本発明は、マイクロチャネルアレイに関し、特に、健康管理、疾患の診断と治療に適した樹脂製マイクロチャネルアレイに関する。
血液中の有形成分である赤血球、白血球、血小板の機能を測定、評価することは、健康管理、疾患の診断と治療に極めて重要である。特許文献1には、上記血液成分の測定、評価に用いるマイクロチャネルアレイが開示されている。
具体的には、フォトリソグラフ法によってシリコン基板上にパターンニングを行い、ウェット又はドライエッチング法によりシリコン基板上に流路を微細加工する。これは、半導体微細加工技術を応用することにより基板上に赤血球、白血球ないし血小板の形状にそれぞれ適合した種々の形状、大きさの微細流路(マイクロチャネル)を高精度に作成したものである。この技術によって、微細流路の幅と深さの比、間隔等を目的に合わせてデザインでき、また、透明板を介して流路内の実際の流れを直接観察することが可能になった。
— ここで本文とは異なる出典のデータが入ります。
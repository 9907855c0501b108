//! Sensirion SHT4x humidity/temperature sensor over I2C.
//!
//! Every command is a single byte; every response is a sequence of 16-bit
//! big-endian words, each followed by a CRC-8 (poly 0x31, init 0xFF).
//!
//! Conversion (datasheet §4.6):
//!   T  = -45 + 175 · S_T  / 65535   [°C]
//!   RH =  -6 + 125 · S_RH / 65535   [%], clamped to 0..=100

use embedded_hal::delay::DelayNs;
use embedded_hal::i2c::I2c;
use log::warn;

use super::SensorDevice;
use crate::app::ports::Reading;
use crate::error::SensorError;

pub const DEFAULT_ADDRESS: u8 = 0x44;

const CMD_MEASURE_HIGH_PRECISION: u8 = 0xFD;
const CMD_SOFT_RESET: u8 = 0x94;
const CMD_READ_SERIAL: u8 = 0x89;

const MEASURE_HIGH_PRECISION_MS: u32 = 10;
const SOFT_RESET_MS: u32 = 1;

/// Sensirion CRC-8 over one data word.
pub fn crc8(data: &[u8]) -> u8 {
    let mut crc: u8 = 0xFF;
    for &byte in data {
        crc ^= byte;
        for _ in 0..8 {
            if crc & 0x80 != 0 {
                crc = (crc << 1) ^ 0x31;
            } else {
                crc <<= 1;
            }
        }
    }
    crc
}

/// Split a 6-byte response into its two CRC-checked words.
fn words(buf: &[u8; 6]) -> Result<(u16, u16), SensorError> {
    for chunk in buf.chunks_exact(3) {
        if crc8(&chunk[..2]) != chunk[2] {
            return Err(SensorError::Crc);
        }
    }
    Ok((
        u16::from_be_bytes([buf[0], buf[1]]),
        u16::from_be_bytes([buf[3], buf[4]]),
    ))
}

pub fn convert_temperature(raw: u16) -> f32 {
    -45.0 + 175.0 * f32::from(raw) / 65535.0
}

pub fn convert_humidity(raw: u16) -> f32 {
    (-6.0 + 125.0 * f32::from(raw) / 65535.0).clamp(0.0, 100.0)
}

pub struct Sht4x<I2C, D> {
    i2c: I2C,
    delay: D,
    address: u8,
}

impl<I2C: I2c, D: DelayNs> Sht4x<I2C, D> {
    pub fn new(i2c: I2C, delay: D) -> Self {
        Self::with_address(i2c, delay, DEFAULT_ADDRESS)
    }

    pub fn with_address(i2c: I2C, delay: D, address: u8) -> Self {
        Self {
            i2c,
            delay,
            address,
        }
    }

    fn command(&mut self, cmd: u8, wait_ms: u32) -> Result<(), SensorError> {
        self.i2c.write(self.address, &[cmd]).map_err(|e| {
            warn!("SHT4x command 0x{cmd:02x} failed: {e:?}");
            SensorError::Bus
        })?;
        self.delay.delay_ms(wait_ms);
        Ok(())
    }

    fn read_words(&mut self) -> Result<(u16, u16), SensorError> {
        let mut buf = [0u8; 6];
        self.i2c
            .read(self.address, &mut buf)
            .map_err(|_| SensorError::Bus)?;
        words(&buf)
    }

    pub fn soft_reset(&mut self) -> Result<(), SensorError> {
        self.command(CMD_SOFT_RESET, SOFT_RESET_MS)
    }

    pub fn serial_number(&mut self) -> Result<u32, SensorError> {
        self.command(CMD_READ_SERIAL, SOFT_RESET_MS)?;
        let (hi, lo) = self.read_words()?;
        Ok((u32::from(hi) << 16) | u32::from(lo))
    }

    /// High-precision single shot.
    pub fn measure(&mut self) -> Result<Reading, SensorError> {
        self.command(CMD_MEASURE_HIGH_PRECISION, MEASURE_HIGH_PRECISION_MS)?;
        let (t, rh) = self.read_words()?;
        Ok(Reading {
            temperature_c: convert_temperature(t),
            humidity_pct: convert_humidity(rh),
        })
    }

    pub fn release(self) -> (I2C, D) {
        (self.i2c, self.delay)
    }
}

impl<I2C: I2c, D: DelayNs> SensorDevice for Sht4x<I2C, D> {
    fn is_ready(&mut self) -> bool {
        self.soft_reset().is_ok() && self.serial_number().is_ok()
    }

    fn sample_fetch(&mut self) -> Result<Reading, SensorError> {
        self.measure()
    }
}

#[cfg(test)]
mod tests {
    use std::collections::VecDeque;

    use embedded_hal::i2c::{ErrorKind, ErrorType, Operation};

    use super::*;

    #[derive(Default)]
    struct FakeBus {
        writes: Vec<u8>,
        responses: VecDeque<[u8; 6]>,
        nack: bool,
    }

    impl ErrorType for FakeBus {
        type Error = ErrorKind;
    }

    impl I2c for FakeBus {
        fn transaction(
            &mut self,
            address: u8,
            operations: &mut [Operation<'_>],
        ) -> Result<(), Self::Error> {
            assert_eq!(address, DEFAULT_ADDRESS);
            if self.nack {
                return Err(ErrorKind::Other);
            }
            for op in operations {
                match op {
                    Operation::Write(bytes) => self.writes.extend_from_slice(bytes),
                    Operation::Read(buf) => {
                        let resp = self.responses.pop_front().ok_or(ErrorKind::Other)?;
                        buf.copy_from_slice(&resp[..buf.len()]);
                    }
                }
            }
            Ok(())
        }
    }

    struct NoDelay;

    impl DelayNs for NoDelay {
        fn delay_ns(&mut self, _ns: u32) {}
    }

    fn frame(a: u16, b: u16) -> [u8; 6] {
        let [a0, a1] = a.to_be_bytes();
        let [b0, b1] = b.to_be_bytes();
        [a0, a1, crc8(&[a0, a1]), b0, b1, crc8(&[b0, b1])]
    }

    #[test]
    fn crc_matches_datasheet_example() {
        assert_eq!(crc8(&[0xBE, 0xEF]), 0x92);
    }

    #[test]
    fn measure_converts_raw_words() {
        let mut bus = FakeBus::default();
        bus.responses.push_back(frame(0x6666, 0x8000));
        let mut sht = Sht4x::new(bus, NoDelay);

        let r = sht.measure().unwrap();
        assert!((r.temperature_c - 25.0).abs() < 0.01);
        assert!((r.humidity_pct - 56.5).abs() < 0.01);

        let (bus, _) = sht.release();
        assert_eq!(bus.writes, [CMD_MEASURE_HIGH_PRECISION]);
    }

    #[test]
    fn corrupted_word_is_rejected() {
        let mut bus = FakeBus::default();
        let mut f = frame(0x6666, 0x8000);
        f[5] ^= 0xFF;
        bus.responses.push_back(f);
        let mut sht = Sht4x::new(bus, NoDelay);
        assert_eq!(sht.measure(), Err(SensorError::Crc));
    }

    #[test]
    fn humidity_is_clamped() {
        assert_eq!(convert_humidity(0), 0.0);
        assert_eq!(convert_humidity(u16::MAX), 100.0);
    }

    #[test]
    fn ready_probe_resets_and_reads_serial() {
        let mut bus = FakeBus::default();
        bus.responses.push_back(frame(0x1234, 0x5678));
        let mut sht = Sht4x::new(bus, NoDelay);
        assert!(sht.is_ready());
        let (bus, _) = sht.release();
        assert_eq!(bus.writes, [CMD_SOFT_RESET, CMD_READ_SERIAL]);

        let bus = FakeBus {
            nack: true,
            ..FakeBus::default()
        };
        assert!(!Sht4x::new(bus, NoDelay).is_ready());
    }
}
他方、半導体微細加工技術により製造されたシリコン製マイクロチャネルアレイでは、シリコン基板の材料コストが高価である、1枚毎にフォトリソグラフを行うために加工費が高価となる、1枚毎の微細流路の寸法精度にバラツキを生じる、焼却処理ができない等の問題が存在していた。これらの問題を解決するため、発明者らによる特許文献2には、樹脂製のマイクロチャネルアレイが開示されている。
特開平3−257366 特開2005−265634
ところで、特許文献1及び2に記載のマイクロチャネルアレイは、測定、評価する血液を流入及び流出するため、マイクロチャネルアレイ基板の背面から微細流路を有する前面に至る2つの貫通孔を有する。このうち流入貫通孔の前面側の出口近傍に気泡の付着が生じ、これが測定誤差を招来する問題があった。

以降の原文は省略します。